As the pressure difference between the aorta and AAA sac is in proportion to the pressure shielding ability of stent-graft, the present study revealed that the influence of endoleak on pressure shielding ability of stent-graft was both location and time specific. When the endoleak was at the proximal position the pressure shielding ability will be obviously weakened. While the pressure shielding ability was higher in the systole phase than that in diastole phase, when the endoleak located at the middle or distal positions. Unfortunately, when the endoleak located at the proximal position, the pressure shielding ability would be very weak in the whole cardiac cycle, which alerted us that the endoleak at the proximal positions would be more dangerous to the AAA stability.

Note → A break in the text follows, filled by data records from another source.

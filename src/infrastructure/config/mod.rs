//! Configuration management

use serde::{Deserialize, Serialize};
use std::path::{Path, PathBuf};
use crate::application::errors::ConfigError;

/// Discord REST API base, version 10
pub const DEFAULT_API_BASE: &str = "https://discord.com/api/v10";

/// Tool configuration
#[derive(Debug, Clone, Default, PartialEq, Eq, Deserialize, Serialize)]
#[serde(rename_all = "kebab-case")]
pub struct Config {
    #[serde(default)]
    pub discord: DiscordConfig,
}

/// Discord credentials and endpoint
#[derive(Debug, Clone, PartialEq, Eq, Deserialize, Serialize)]
#[serde(rename_all = "kebab-case", default)]
pub struct DiscordConfig {
    pub api_base: String,
    pub app_id: String,
    pub bot_token: String,
    pub channel_id: String,
}

impl Default for DiscordConfig {
    fn default() -> Self {
        Self {
            api_base: DEFAULT_API_BASE.to_string(),
            app_id: String::new(),
            bot_token: String::new(),
            channel_id: String::new(),
        }
    }
}

/// Values given on the command line; they win over file and environment
#[derive(Debug, Clone, Default)]
pub struct Overrides {
    pub token: Option<String>,
    pub app_id: Option<String>,
    pub channel_id: Option<String>,
}

impl Config {
    pub fn load(path: impl Into<PathBuf>) -> Result<Self, ConfigError> {
        let path = path.into();
        let content = std::fs::read_to_string(&path)
            .map_err(|e| ConfigError::Read(format!("{}: {}", path.display(), e)))?;

        Self::from_yaml(&content)
    }

    pub fn from_yaml(content: &str) -> Result<Self, ConfigError> {
        serde_yaml::from_str(content).map_err(|e| ConfigError::Parse(e.to_string()))
    }

    pub fn to_yaml(&self) -> Result<String, ConfigError> {
        serde_yaml::to_string(self).map_err(|e| ConfigError::Serialize(e.to_string()))
    }

    /// Build the effective config: defaults, then file, then environment,
    /// then command line.
    pub fn resolve(path: impl AsRef<Path>, overrides: &Overrides) -> Self {
        let path = path.as_ref();
        let mut config = if path.exists() {
            Config::load(path).unwrap_or_else(|e| {
                tracing::warn!("Failed to load config: {}, using defaults", e);
                Config::default()
            })
        } else {
            tracing::debug!("No config file at {}, using defaults", path.display());
            Config::default()
        };

        config.apply_env();
        config.apply_overrides(overrides);
        config
    }

    pub fn apply_env(&mut self) {
        self.apply_vars(|key| std::env::var(key).ok());
    }

    /// Apply `APP_ID`, `BOT_TOKEN`, `CHANNEL_ID` and `DISCORD_API_BASE`
    /// as returned by `lookup`.
    pub fn apply_vars<F>(&mut self, lookup: F)
    where
        F: Fn(&str) -> Option<String>,
    {
        if let Some(app_id) = lookup("APP_ID") {
            self.discord.app_id = app_id;
        }
        if let Some(token) = lookup("BOT_TOKEN") {
            self.discord.bot_token = token;
        }
        if let Some(channel_id) = lookup("CHANNEL_ID") {
            self.discord.channel_id = channel_id;
        }
        if let Some(base) = lookup("DISCORD_API_BASE") {
            self.discord.api_base = base;
        }
    }

    pub fn apply_overrides(&mut self, overrides: &Overrides) {
        if let Some(token) = &overrides.token {
            self.discord.bot_token = token.clone();
        }
        if let Some(app_id) = &overrides.app_id {
            self.discord.app_id = app_id.clone();
        }
        if let Some(channel_id) = &overrides.channel_id {
            self.discord.channel_id = channel_id.clone();
        }
    }
}

/// Log a warning for an empty secret. The request is still sent and
/// Discord gets to reject it.
pub fn warn_if_empty(name: &str, value: &str) {
    if value.is_empty() {
        tracing::warn!("{} is empty, Discord will likely reject the request", name);
    }
}

/// Short prefix of a secret, safe for logs
pub fn redact(secret: &str) -> String {
    let prefix: String = secret.chars().take(4).collect();
    format!("{}...", prefix)
}

#[cfg(test)]
mod tests {
    use super::*;
    use std::collections::HashMap;

    #[test]
    fn test_default_points_at_v10() {
        let config = Config::default();
        assert_eq!(config.discord.api_base, "https://discord.com/api/v10");
        assert!(config.discord.bot_token.is_empty());
    }

    #[test]
    fn test_partial_yaml_keeps_defaults() {
        let config = Config::from_yaml("discord:\n  app-id: '123'\n").unwrap();
        assert_eq!(config.discord.app_id, "123");
        assert_eq!(config.discord.api_base, DEFAULT_API_BASE);
        assert!(config.discord.channel_id.is_empty());
    }

    #[test]
    fn test_yaml_roundtrip_uses_kebab_case() {
        let yaml = Config::default().to_yaml().unwrap();
        assert!(yaml.contains("api-base"));
        assert!(yaml.contains("bot-token"));
        assert_eq!(Config::from_yaml(&yaml).unwrap(), Config::default());
    }

    #[test]
    fn test_bad_yaml_is_parse_error() {
        let err = Config::from_yaml("discord: [not, a, map]").unwrap_err();
        assert!(matches!(err, ConfigError::Parse(_)));
    }

    #[test]
    fn test_env_then_cli_precedence() {
        let mut config = Config::from_yaml(
            "discord:\n  app-id: file-app\n  bot-token: file-token\n  channel-id: file-chan\n",
        )
        .unwrap();

        let vars: HashMap<&str, &str> = [("BOT_TOKEN", "env-token"), ("CHANNEL_ID", "env-chan")]
            .into_iter()
            .collect();
        config.apply_vars(|k| vars.get(k).map(|v| v.to_string()));

        assert_eq!(config.discord.app_id, "file-app");
        assert_eq!(config.discord.bot_token, "env-token");
        assert_eq!(config.discord.channel_id, "env-chan");

        config.apply_overrides(&Overrides {
            token: Some("cli-token".to_string()),
            app_id: None,
            channel_id: None,
        });
        assert_eq!(config.discord.bot_token, "cli-token");
        assert_eq!(config.discord.channel_id, "env-chan");
    }

    #[test]
    fn test_missing_file_falls_back_to_defaults() {
        let config = Config::resolve(
            "does-not-exist/config.yaml",
            &Overrides {
                token: Some("abc".to_string()),
                ..Default::default()
            },
        );
        assert_eq!(config.discord.bot_token, "abc");
    }

    #[test]
    fn test_unparsable_file_falls_back_to_defaults() {
        let path = std::env::temp_dir().join(format!("wake-bot-bad-config-{}.yaml", std::process::id()));
        std::fs::write(&path, "discord: [x]\n").unwrap();

        let config = Config::resolve(
            &path,
            &Overrides {
                token: Some("abc".to_string()),
                app_id: Some("123".to_string()),
                channel_id: None,
            },
        );
        std::fs::remove_file(&path).unwrap();

        let expected_base = std::env::var("DISCORD_API_BASE").unwrap_or_else(|_| DEFAULT_API_BASE.to_string());
        assert_eq!(config.discord.api_base, expected_base);
        assert_eq!(config.discord.bot_token, "abc");
        assert_eq!(config.discord.app_id, "123");
    }

    #[test]
    fn test_redact() {
        assert_eq!(redact("abcdefgh"), "abcd...");
        assert_eq!(redact(""), "...");
    }
}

As Siem A. Dingemans [9] mentioned, aneurysm enlargement after EVAR remains a subject of debate and various types of endoleaks require individual treatment approach. The present study took type I and type III endoleaks as examples and numerically simulated their pressure features in the AAA, which would help us identify the influence of endoleaks on pressure shielding effect of stent-graft. As a preliminary study, only numerical simulation has been conducted to investigate flow features in AAA models after EVAR. In order to guarantee the results’ validity, small size meshes, thin boundary layers were used in model meshing. Besides, proper boundary conditions and assumptions, strict iteration convergence criterion, etc. were all helpful to improve the simulation accuracy. To further prove the validity of this study, in vitro and in vivo experiments will be conducted in authors future study. Also in the future, more detailed simulations and more endoleak types are expected to be considered, to help fully understand the mechanism of AAA re-enlargement after EVAR and give references and suggestions to AAA treatment and device design.

Conclusions

In our study, the results revealed that the influence of endoleak on pressure shielding ability of stent-graft was both location and time specific. More detailed simulations and more endoleaks types are needed to continue our investigation.